Your instructions
An exact copy of the data below is required; return it in full.

Task data
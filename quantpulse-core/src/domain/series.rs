//! PriceSeries — validated, chronologically ordered bars for one symbol.

use chrono::NaiveDate;
use serde::Serialize;
use thiserror::Error;

use super::PriceBar;

/// Caller contract violations detected while building a series.
///
/// These indicate an upstream data bug, not a market condition, so they
/// fail fast instead of degrading to a neutral result.
#[derive(Debug, Clone, PartialEq, Error)]
pub enum SeriesError {
    #[error("price series for '{symbol}' is empty")]
    Empty { symbol: String },

    #[error(
        "price series for '{symbol}' is not strictly chronological at index {index}: {date} follows {previous}"
    )]
    NonChronological {
        symbol: String,
        index: usize,
        previous: NaiveDate,
        date: NaiveDate,
    },

    #[error("price series for '{symbol}' has a non-finite price on {date}")]
    NonFinitePrice { symbol: String, date: NaiveDate },

    #[error("price series for '{symbol}' has a non-positive close on {date}")]
    NonPositiveClose { symbol: String, date: NaiveDate },
}

/// Ordered daily bars for a single instrument.
///
/// Invariants (checked by [`PriceSeries::new`]):
/// - at least one bar
/// - dates strictly increasing (gaps allowed, never filled)
/// - all prices finite, closes strictly positive
#[derive(Debug, Clone, PartialEq, Serialize)]
pub struct PriceSeries {
    symbol: String,
    bars: Vec<PriceBar>,
}

impl PriceSeries {
    pub fn new(symbol: impl Into<String>, bars: Vec<PriceBar>) -> Result<Self, SeriesError> {
        let symbol = symbol.into();
        if bars.is_empty() {
            return Err(SeriesError::Empty { symbol });
        }

        for (i, bar) in bars.iter().enumerate() {
            if !bar.is_finite() {
                return Err(SeriesError::NonFinitePrice {
                    symbol,
                    date: bar.date,
                });
            }
            if bar.close <= 0.0 {
                return Err(SeriesError::NonPositiveClose {
                    symbol,
                    date: bar.date,
                });
            }
            if i > 0 && bar.date <= bars[i - 1].date {
                return Err(SeriesError::NonChronological {
                    symbol,
                    index: i,
                    previous: bars[i - 1].date,
                    date: bar.date,
                });
            }
        }

        Ok(Self { symbol, bars })
    }

    pub fn symbol(&self) -> &str {
        &self.symbol
    }

    pub fn bars(&self) -> &[PriceBar] {
        &self.bars
    }

    pub fn len(&self) -> usize {
        self.bars.len()
    }

    /// Always false for a constructed series; kept for slice-like ergonomics.
    pub fn is_empty(&self) -> bool {
        self.bars.is_empty()
    }

    /// The most recent bar.
    pub fn last(&self) -> &PriceBar {
        // Non-empty by construction.
        &self.bars[self.bars.len() - 1]
    }

    pub fn last_close(&self) -> f64 {
        self.last().close
    }

    pub fn first_date(&self) -> NaiveDate {
        self.bars[0].date
    }

    pub fn last_date(&self) -> NaiveDate {
        self.last().date
    }

    /// Close prices in chronological order.
    pub fn closes(&self) -> Vec<f64> {
        self.bars.iter().map(|b| b.close).collect()
    }

    /// The last `n` bars (or all of them if the series is shorter).
    pub fn tail(&self, n: usize) -> &[PriceBar] {
        let start = self.bars.len().saturating_sub(n);
        &self.bars[start..]
    }

    /// Fractional close-to-close returns; length is `len() - 1`.
    pub fn daily_returns(&self) -> Vec<f64> {
        self.bars
            .windows(2)
            .map(|w| (w[1].close - w[0].close) / w[0].close)
            .collect()
    }

    /// A copy holding only the first `len` bars, or `None` when `len` is 0
    /// or exceeds the series length.
    pub fn truncated(&self, len: usize) -> Option<PriceSeries> {
        if len == 0 || len > self.bars.len() {
            return None;
        }
        Some(PriceSeries {
            symbol: self.symbol.clone(),
            bars: self.bars[..len].to_vec(),
        })
    }
}

#[cfg(test)]
mod tests {
    use super::*;

    fn bar(day: u32, close: f64) -> PriceBar {
        PriceBar {
            date: NaiveDate::from_ymd_opt(2024, 1, day).unwrap(),
            open: close,
            high: close + 1.0,
            low: close - 1.0,
            close,
            volume: 1_000,
        }
    }

    #[test]
    fn empty_series_is_rejected() {
        let err = PriceSeries::new("AAPL", vec![]).unwrap_err();
        assert_eq!(
            err,
            SeriesError::Empty {
                symbol: "AAPL".into()
            }
        );
    }

    #[test]
    fn duplicate_date_is_rejected() {
        let err = PriceSeries::new("AAPL", vec![bar(2, 100.0), bar(2, 101.0)]).unwrap_err();
        assert!(matches!(err, SeriesError::NonChronological { index: 1, .. }));
    }

    #[test]
    fn out_of_order_is_rejected() {
        let err = PriceSeries::new("AAPL", vec![bar(3, 100.0), bar(2, 101.0)]).unwrap_err();
        assert!(err.to_string().contains("not strictly chronological"));
    }

    #[test]
    fn nan_close_is_rejected() {
        let mut b = bar(2, 100.0);
        b.close = f64::NAN;
        let err = PriceSeries::new("AAPL", vec![b]).unwrap_err();
        assert!(matches!(err, SeriesError::NonFinitePrice { .. }));
    }

    #[test]
    fn zero_close_is_rejected() {
        let err = PriceSeries::new("AAPL", vec![bar(2, 0.0)]).unwrap_err();
        assert!(matches!(err, SeriesError::NonPositiveClose { .. }));
    }

    #[test]
    fn gaps_are_allowed() {
        let series = PriceSeries::new("AAPL", vec![bar(2, 100.0), bar(9, 101.0)]).unwrap();
        assert_eq!(series.len(), 2);
        assert_eq!(series.first_date(), NaiveDate::from_ymd_opt(2024, 1, 2).unwrap());
        assert_eq!(series.last_date(), NaiveDate::from_ymd_opt(2024, 1, 9).unwrap());
    }

    #[test]
    fn daily_returns_are_fractional() {
        let series =
            PriceSeries::new("AAPL", vec![bar(2, 100.0), bar(3, 110.0), bar(4, 99.0)]).unwrap();
        let r = series.daily_returns();
        assert_eq!(r.len(), 2);
        assert!((r[0] - 0.10).abs() < 1e-12);
        assert!((r[1] + 0.10).abs() < 1e-12);
    }

    #[test]
    fn tail_and_truncated() {
        let series =
            PriceSeries::new("AAPL", vec![bar(2, 100.0), bar(3, 110.0), bar(4, 99.0)]).unwrap();
        assert_eq!(series.tail(2).len(), 2);
        assert_eq!(series.tail(10).len(), 3);
        let head = series.truncated(2).unwrap();
        assert_eq!(head.last_close(), 110.0);
        assert!(series.truncated(0).is_none());
        assert!(series.truncated(4).is_none());
    }
}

Answer space
filename quantpulse-core/src/domain/series.rs
//! PriceSeries — validated, chronologically ordered bars for one symbol.

use chrono::NaiveDate;
use serde::Serialize;
use thiserror::Error;

use super::PriceBar;

/// Caller contract violations detected while building a series.
///
/// These indicate an upstream data bug, not a market condition, so they
/// fail fast instead of degrading to a neutral result.
#[derive(Debug, Clone, PartialEq, Error)]
pub enum SeriesError {
    #[error("price series for '{symbol}' is empty")]
    Empty { symbol: String },

    #[error(
        "price series for '{symbol}' is not strictly chronological at index {index}: {date} follows {previous}"
    )]
    NonChronological {
        symbol: String,
        index: usize,
        previous: NaiveDate,
        date: NaiveDate,
    },

    #[error("price series for '{symbol}' has a non-finite price on {date}")]
    NonFinitePrice { symbol: String, date: NaiveDate },

    #[error("price series for '{symbol}' has a non-positive close on {date}")]
    NonPositiveClose { symbol: String, date: NaiveDate },
}

/// Ordered daily bars for a single instrument.
///
/// Invariants (checked by [`PriceSeries::new`]):
/// - at least one bar
/// - dates strictly increasing (gaps allowed, never filled)
/// - all prices finite, closes strictly positive
#[derive(Debug, Clone, PartialEq, Serialize)]
pub struct PriceSeries {
    symbol: String,
    bars: Vec<PriceBar>,
}

impl PriceSeries {
    pub fn new(symbol: impl Into<String>, bars: Vec<PriceBar>) -> Result<Self, SeriesError> {
        let symbol = symbol.into();
        if bars.is_empty() {
            return Err(SeriesError::Empty { symbol });
        }

        for (i, bar) in bars.iter().enumerate() {
            if !bar.is_finite() {
                return Err(SeriesError::NonFinitePrice {
                    symbol,
                    date: bar.date,
                });
            }
            if bar.close <= 0.0 {
                return Err(SeriesError::NonPositiveClose {
                    symbol,
                    date: bar.date,
                });
            }
            if i > 0 && bar.date <= bars[i - 1].date {
                return Err(SeriesError::NonChronological {
                    symbol,
                    index: i,
                    previous: bars[i - 1].date,
                    date: bar.date,
                });
            }
        }

        Ok(Self { symbol, bars })
    }

    pub fn symbol(&self) -> &str {
        &self.symbol
    }

    pub fn bars(&self) -> &[PriceBar] {
        &self.bars
    }

    pub fn len(&self) -> usize {
        self.bars.len()
    }

    /// Always false for a constructed series; kept for slice-like ergonomics.
    pub fn is_empty(&self) -> bool {
        self.bars.is_empty()
    }

    /// The most recent bar.
    pub fn last(&self) -> &PriceBar {
        // Non-empty by construction.
        &self.bars[self.bars.len() - 1]
    }

    pub fn last_close(&self) -> f64 {
        self.last().close
    }

    pub fn first_date(&self) -> NaiveDate {
        self.bars[0].date
    }

    pub fn last_date(&self) -> NaiveDate {
        self.last().date
    }

    /// Close prices in chronological order.
    pub fn closes(&self) -> Vec<f64> {
        self.bars.iter().map(|b| b.close).collect()
    }

    /// The last `n` bars (or all of them if the series is shorter).
    pub fn tail(&self, n: usize) -> &[PriceBar] {
        let start = self.bars.len().saturating_sub(n);
        &self.bars[start..]
    }

    /// Fractional close-to-close returns; length is `len() - 1`.
    pub fn daily_returns(&self) -> Vec<f64> {
        self.bars
            .windows(2)
            .map(|w| (w[1].close - w[0].close) / w[0].close)
            .collect()
    }

    /// A copy holding only the first `len` bars, or `None` when `len` is 0
    /// or exceeds the series length.
    pub fn truncated(&self, len: usize) -> Option<PriceSeries> {
        if len == 0 || len > self.bars.len() {
            return None;
        }
        Some(PriceSeries {
            symbol: self.symbol.clone(),
            bars: self.bars[..len].to_vec(),
        })
    }
}

#[cfg(test)]
mod tests {
    use super::*;

    fn bar(day: u32, close: f64) -> PriceBar {
        PriceBar {
            date: NaiveDate::from_ymd_opt(2024, 1, day).unwrap(),
            open: close,
            high: close + 1.0,
            low: close - 1.0,
            close,
            volume: 1_000,
        }
    }

    #[test]
    fn empty_series_is_rejected() {
        let err = PriceSeries::new("AAPL", vec![]).unwrap_err();
        assert_eq!(
            err,
            SeriesError::Empty {
                symbol: "AAPL".into()
            }
        );
    }

    #[test]
    fn duplicate_date_is_rejected() {
        let err = PriceSeries::new("AAPL", vec![bar(2, 100.0), bar(2, 101.0)]).unwrap_err();
        assert!(matches!(err, SeriesError::NonChronological { index: 1, .. }));
    }

    #[test]
    fn out_of_order_is_rejected() {
        let err = PriceSeries::new("AAPL", vec![bar(3, 100.0), bar(2, 101.0)]).unwrap_err();
        assert!(err.to_string().contains("not strictly chronological"));
    }

    #[test]
    fn nan_close_is_rejected() {
        let mut b = bar(2, 100.0);
        b.close = f64::NAN;
        let err = PriceSeries::new("AAPL", vec![b]).unwrap_err();
        assert!(matches!(err, SeriesError::NonFinitePrice { .. }));
    }

    #[test]
    fn zero_close_is_rejected() {
        let err = PriceSeries::new("AAPL", vec![bar(2, 0.0)]).unwrap_err();
        assert!(matches!(err, SeriesError::NonPositiveClose { .. }));
    }

    #[test]
    fn gaps_are_allowed() {
        let series = PriceSeries::new("AAPL", vec![bar(2, 100.0), bar(9, 101.0)]).unwrap();
        assert_eq!(series.len(), 2);
        assert_eq!(series.first_date(), NaiveDate::from_ymd_opt(2024, 1, 2).unwrap());
        assert_eq!(series.last_date(), NaiveDate::from_ymd_opt(2024, 1, 9).unwrap());
    }

    #[test]
    fn daily_returns_are_fractional() {
        let series =
            PriceSeries::new("AAPL", vec![bar(2, 100.0), bar(3, 110.0), bar(4, 99.0)]).unwrap();
        let r = series.daily_returns();
        assert_eq!(r.len(), 2);
        assert!((r[0] - 0.10).abs() < 1e-12);
        assert!((r[1] + 0.10).abs() < 1e-12);
    }

    #[test]
    fn tail_and_truncated() {
        let series =
            PriceSeries::new("AAPL", vec![bar(2, 100.0), bar(3, 110.0), bar(4, 99.0)]).unwrap();
        assert_eq!(series.tail(2).len(), 2);
        assert_eq!(series.tail(10).len(), 3);
        let head = series.truncated(2).unwrap();
        assert_eq!(head.last_close(), 110.0);
        assert!(series.truncated(0).is_none());
        assert!(series.truncated(4).is_none());
    }
}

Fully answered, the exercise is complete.